Quels sont les avantages de l'utilisation du concentrateur ultrasonique Lonnmeter pour le contrôle de la concentration de lixiviation de la pâte à papier ?
Le concentrateur ultrasonique Lonnmeter permet une surveillance non invasive et en temps réel de la concentration et de la densité du lixiviat de pulpe. Sa conception à ultrasons non nucléaire, fixée par pince, évite tout contact direct avec les boues dangereuses, éliminant ainsi les risques de fuite et améliorant la sécurité, notamment en milieux corrosifs. L'appareil offre une précision de mesure de 0,3 % et s'intègre parfaitement aux systèmes de contrôle de processus PLC/DCS pour une automatisation continue. Les opérateurs peuvent optimiser l'utilisation des réactifs et ajuster le dosage instantanément afin de maintenir une récupération d'or stable. La conception sans entretien et les matériaux durables et résistants à la corrosion du concentrateur lui permettent de résister aux conditions minières difficiles et garantissent une fiabilité à long terme. Dans des applications allant de la lixiviation de l'or au cyanure à la production de silicate de sodium, le retour d'information en temps réel du Lonnmeter améliore la stabilité du processus, réduit les déchets et contribue à la conformité réglementaire.

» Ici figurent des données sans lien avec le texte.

//! Unique photo naming.
//!
//! Photos are named after their EXIF capture time so that a directory listing
//! groups them chronologically. When the metadata is missing or unreadable the
//! wall-clock time at naming is used instead. Collisions are resolved by
//! appending `_1`, `_2`, ... to the base name.

use chrono::{DateTime, Local};
use exif::{In, Reader, Tag, Value};
use std::io::{self, Cursor};
use std::path::{Path, PathBuf};
use thiserror::Error;
use tokio::fs::OpenOptions;
use tokio::io::AsyncWriteExt;
use tracing::{debug, warn};

/// Format of the fallback key, e.g. `2024-01-15-10-30-45`.
pub const TIMESTAMP_FORMAT: &str = "%Y-%m-%d-%H-%M-%S";

/// Errors raised while reading naming metadata.
#[derive(Debug, Error)]
pub enum NamingError {
    #[error("Malformed image metadata: {0}")]
    Metadata(#[from] exif::Error),
}

/// A base name plus extension that has not yet been checked against the
/// filesystem.
#[derive(Debug, Clone, PartialEq, Eq)]
pub struct NamingCandidate {
    /// File name without extension
    pub base: String,
    /// Extension including the leading dot, or empty
    pub extension: String,
}

impl NamingCandidate {
    pub fn new(base: impl Into<String>, extension: impl Into<String>) -> Self {
        Self {
            base: base.into(),
            extension: extension.into(),
        }
    }

    /// Name an uploaded image from its capture time, falling back to now.
    ///
    /// Metadata errors never fail the upload; they are logged and the
    /// timestamp fallback is used.
    pub fn for_image(image: &[u8], extension: impl Into<String>) -> Self {
        let base = match derive_key(image) {
            Ok(Some(key)) => key,
            Ok(None) => timestamp_key(&Local::now()),
            Err(e) => {
                warn!(error = %e, "Unreadable image metadata, naming by current time");
                timestamp_key(&Local::now())
            }
        };

        Self::new(base, extension)
    }

    /// Split an existing file's name into base and extension.
    pub fn from_path(path: &Path) -> Self {
        let base = path
            .file_stem()
            .map(|s| s.to_string_lossy().into_owned())
            .unwrap_or_default();

        Self::new(base, extension_of(path))
    }

    /// File name for the given disambiguator (0 means none).
    pub fn file_name(&self, disambiguator: u32) -> String {
        if disambiguator == 0 {
            format!("{}{}", self.base, self.extension)
        } else {
            format!("{}_{}{}", self.base, disambiguator, self.extension)
        }
    }
}

/// Extension of `path` with its leading dot, or an empty string.
pub fn extension_of(path: impl AsRef<Path>) -> String {
    path.as_ref()
        .extension()
        .map(|e| format!(".{}", e.to_string_lossy()))
        .unwrap_or_default()
}

/// Extract a filename-safe capture-time key from the image's EXIF data.
///
/// Returns `Ok(None)` when the bytes are not a recognised image container or
/// carry no capture time. Returns an error only when a recognised container
/// has metadata too broken to read.
pub fn derive_key(image: &[u8]) -> Result<Option<String>, NamingError> {
    if !is_image_container(image) {
        return Ok(None);
    }

    let exif = match Reader::new().read_from_container(&mut Cursor::new(image)) {
        Ok(exif) => exif,
        Err(exif::Error::NotFound(_)) => return Ok(None),
        Err(e) => return Err(e.into()),
    };

    let key = exif
        .get_field(Tag::DateTime, In::PRIMARY)
        .or_else(|| exif.get_field(Tag::DateTimeOriginal, In::PRIMARY))
        .and_then(|field| match &field.value {
            Value::Ascii(values) => values
                .first()
                .map(|v| String::from_utf8_lossy(v).into_owned()),
            _ => None,
        })
        .map(|raw| sanitize_key(&raw))
        .filter(|key| !key.is_empty());

    debug!(key = ?key, "Derived naming key from image metadata");

    Ok(key)
}

/// Render `at` as a naming key.
pub fn timestamp_key(at: &DateTime<Local>) -> String {
    at.format(TIMESTAMP_FORMAT).to_string()
}

/// Replace characters that are unsafe in file names with hyphens.
pub fn sanitize_key(raw: &str) -> String {
    raw.trim_matches(|c: char| c == '\0' || c.is_whitespace())
        .chars()
        .map(|c| match c {
            ':' | ' ' | '/' | '\\' => '-',
            _ => c,
        })
        .collect()
}

/// First path in `dir` for `base` + `extension` that does not exist yet.
///
/// Tries `base.ext`, then `base_1.ext`, `base_2.ext`, ... The check is not
/// atomic with whatever the caller does with the path afterwards. Fails with
/// the underlying error when a candidate cannot be looked up at all, e.g.
/// when `dir` is not a directory or cannot be searched.
pub async fn make_unique(dir: &Path, base: &str, extension: &str) -> io::Result<PathBuf> {
    let candidate = NamingCandidate::new(base, extension);

    let mut disambiguator: u32 = 0;
    loop {
        let path = dir.join(candidate.file_name(disambiguator));
        match tokio::fs::symlink_metadata(&path).await {
            Ok(_) => {}
            Err(e) if e.kind() == io::ErrorKind::NotFound => return Ok(path),
            Err(e) => return Err(e),
        }

        disambiguator = disambiguator.checked_add(1).ok_or_else(|| {
            io::Error::new(
                io::ErrorKind::Other,
                format!("no free name for {} in {}", candidate.file_name(0), dir.display()),
            )
        })?;
    }
}

/// Write `data` to the first free name for `candidate` in `dir`.
///
/// Unlike [`make_unique`], the existence check and the creation are a single
/// `create_new` open, so concurrent writers never overwrite each other: a
/// writer that loses the race moves on to the next disambiguator.
pub async fn create_unique(
    dir: &Path,
    candidate: &NamingCandidate,
    data: &[u8],
) -> io::Result<PathBuf> {
    let mut disambiguator = 0;
    loop {
        let path = dir.join(candidate.file_name(disambiguator));

        match OpenOptions::new().write(true).create_new(true).open(&path).await {
            Ok(mut file) => {
                if let Err(e) = write_all(&mut file, data).await {
                    let _ = tokio::fs::remove_file(&path).await;
                    return Err(e);
                }
                return Ok(path);
            }
            Err(e) if e.kind() == io::ErrorKind::AlreadyExists => {
                disambiguator += 1;
            }
            Err(e) => return Err(e),
        }
    }
}

async fn write_all(file: &mut tokio::fs::File, data: &[u8]) -> io::Result<()> {
    file.write_all(data).await?;
    file.flush().await
}

/// Whether the bytes start like a container the EXIF reader understands
/// (JPEG, TIFF, PNG, WebP, HEIF).
fn is_image_container(data: &[u8]) -> bool {
    data.starts_with(&[0xFF, 0xD8])
        || data.starts_with(b"II*\0")
        || data.starts_with(b"MM\0*")
        || data.starts_with(b"\x89PNG\r\n\x1a\n")
        || (data.len() >= 12 && &data[0..4] == b"RIFF" && &data[8..12] == b"WEBP")
        || (data.len() >= 8 && &data[4..8] == b"ftyp")
}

Peut-on récupérer l'or sans utiliser de cyanure ?
Oui, des méthodes alternatives de lixiviation de l'or sans cyanure existent. Les techniques utilisant le thiosulfate, les systèmes chlorés, la glycine, l'acide trichloroisocyanurique et le cyanate de sodium ont démontré des taux de récupération de l'or dépassant souvent 87 à 90 %. Ces méthodes sont non toxiques, recyclables et efficaces pour les minerais et les déchets électroniques. Leur adoption dépend de la minéralogie du minerai, du coût, de la complexité du procédé et des réglementations locales. La mise en œuvre varie : certains projets, comme REVIVE SSMB, présentent une durabilité et une efficacité élevées, tandis que d'autres rencontrent des difficultés opérationnelles et des obstacles pour les communautés locales. Bien que les méthodes sans cyanure offrent des avantages environnementaux et répondent à des normes de sécurité plus strictes, leur faisabilité à l'échelle industrielle doit prendre en compte le coût des réactifs et leur compatibilité avec les infrastructures existantes.

Pourquoi est-il important de contrôler la concentration résiduelle de cyanure pendant et après le processus de lixiviation de l'or ?

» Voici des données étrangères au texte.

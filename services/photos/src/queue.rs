use parking_lot::RwLock;
use thiserror::Error;
use tokio::sync::mpsc;

/// Errors returned when enqueueing work
#[derive(Debug, Error, Clone, PartialEq, Eq)]
pub enum QueueError {
    #[error("Queue {0} has been shut down")]
    Closed(&'static str),
}

/// Bounded FIFO feeding a single dispatcher.
///
/// Producers wait while the queue is full. [`WorkQueue::close`] is terminal:
/// every later [`WorkQueue::push`] fails, and the receiving side sees the end
/// of the stream once the items already buffered have been taken.
pub struct WorkQueue<T> {
    name: &'static str,
    sender: RwLock<Option<mpsc::Sender<T>>>,
    capacity: usize,
}

impl<T> WorkQueue<T> {
    /// Create a queue and the receiver its dispatcher drains.
    ///
    /// A capacity of zero is raised to one.
    pub fn bounded(name: &'static str, capacity: usize) -> (Self, mpsc::Receiver<T>) {
        let capacity = capacity.max(1);
        let (tx, rx) = mpsc::channel(capacity);

        (
            Self {
                name,
                sender: RwLock::new(Some(tx)),
                capacity,
            },
            rx,
        )
    }

    /// Enqueue an item, waiting for room if the queue is full.
    pub async fn push(&self, item: T) -> Result<(), QueueError> {
        // Clone out of the lock so a blocked producer never holds it.
        let sender = self
            .sender
            .read()
            .clone()
            .ok_or(QueueError::Closed(self.name))?;

        sender
            .send(item)
            .await
            .map_err(|_| QueueError::Closed(self.name))
    }

    /// Stop accepting items.
    pub fn close(&self) {
        self.sender.write().take();
    }

    pub fn is_closed(&self) -> bool {
        self.sender.read().is_none()
    }

    pub fn name(&self) -> &'static str {
        self.name
    }

    pub fn capacity(&self) -> usize {
        self.capacity
    }

    /// Number of items waiting to be dequeued.
    pub fn len(&self) -> usize {
        match self.sender.read().as_ref() {
            Some(sender) => sender.max_capacity() - sender.capacity(),
            None => 0,
        }
    }

    pub fn is_empty(&self) -> bool {
        self.len() == 0
    }
}

#[cfg(test)]
mod tests {
    use super::*;
    use std::time::Duration;
    use tokio::time::timeout;

    #[tokio::test]
    async fn test_push_within_capacity_does_not_block() {
        let (queue, _rx) = WorkQueue::bounded("test", 3);

        for i in 0..3 {
            timeout(Duration::from_millis(100), queue.push(i))
                .await
                .expect("push within capacity should not block")
                .unwrap();
        }

        assert_eq!(queue.len(), 3);
    }

    #[tokio::test]
    async fn test_push_to_full_queue_waits_for_drain() {
        let (queue, mut rx) = WorkQueue::bounded("test", 1);
        queue.push(1).await.unwrap();

        assert!(timeout(Duration::from_millis(50), queue.push(2)).await.is_err());

        assert_eq!(rx.recv().await, Some(1));
        timeout(Duration::from_millis(100), queue.push(2))
            .await
            .expect("push should proceed after a drain")
            .unwrap();
        assert_eq!(rx.recv().await, Some(2));
    }

    #[tokio::test]
    async fn test_fifo_order() {
        let (queue, mut rx) = WorkQueue::bounded("test", 5);
        for i in 0..5 {
            queue.push(i).await.unwrap();
        }

        for expected in 0..5 {
            assert_eq!(rx.recv().await, Some(expected));
        }
    }

    #[tokio::test]
    async fn test_close_rejects_push_and_ends_stream() {
        let (queue, mut rx) = WorkQueue::bounded("test", 2);
        queue.push("buffered").await.unwrap();

        queue.close();
        assert!(queue.is_closed());
        assert_eq!(queue.push("late").await, Err(QueueError::Closed("test")));

        assert_eq!(rx.recv().await, Some("buffered"));
        assert_eq!(rx.recv().await, None);
    }

    #[test]
    fn test_zero_capacity_is_raised() {
        let (queue, _rx) = WorkQueue::<u8>::bounded("test", 0);
        assert_eq!(queue.capacity(), 1);
    }
}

La maîtrise de la concentration résiduelle de cyanure est essentielle à la protection de l'environnement et à la sécurité humaine. Le cyanure résiduel présent dans le lixiviat présente des risques de toxicité aiguë et doit être géré conformément aux réglementations internationales en matière de rejets. Des techniques telles que l'oxydation chimique, la biodégradation par des micro-organismes spécialisés, l'adsorption sur charbon actif et la photocatalyse sont utilisées pour réduire les niveaux de cyanure avant le rejet des effluents. Un contrôle rigoureux pendant la lixiviation maximise la récupération de l'or et minimise la quantité de cyanure résiduel, réduisant ainsi les besoins en traitement en aval. Le non-respect de ces réglementations entraîne une contamination et des risques sanitaires potentiels pour les populations et les écosystèmes avoisinants. Une gestion responsable du cyanure s'inscrit dans les meilleures pratiques pour concilier rentabilité économique et préservation de l'environnement et contribue à l'acceptabilité sociale de l'exploitation minière.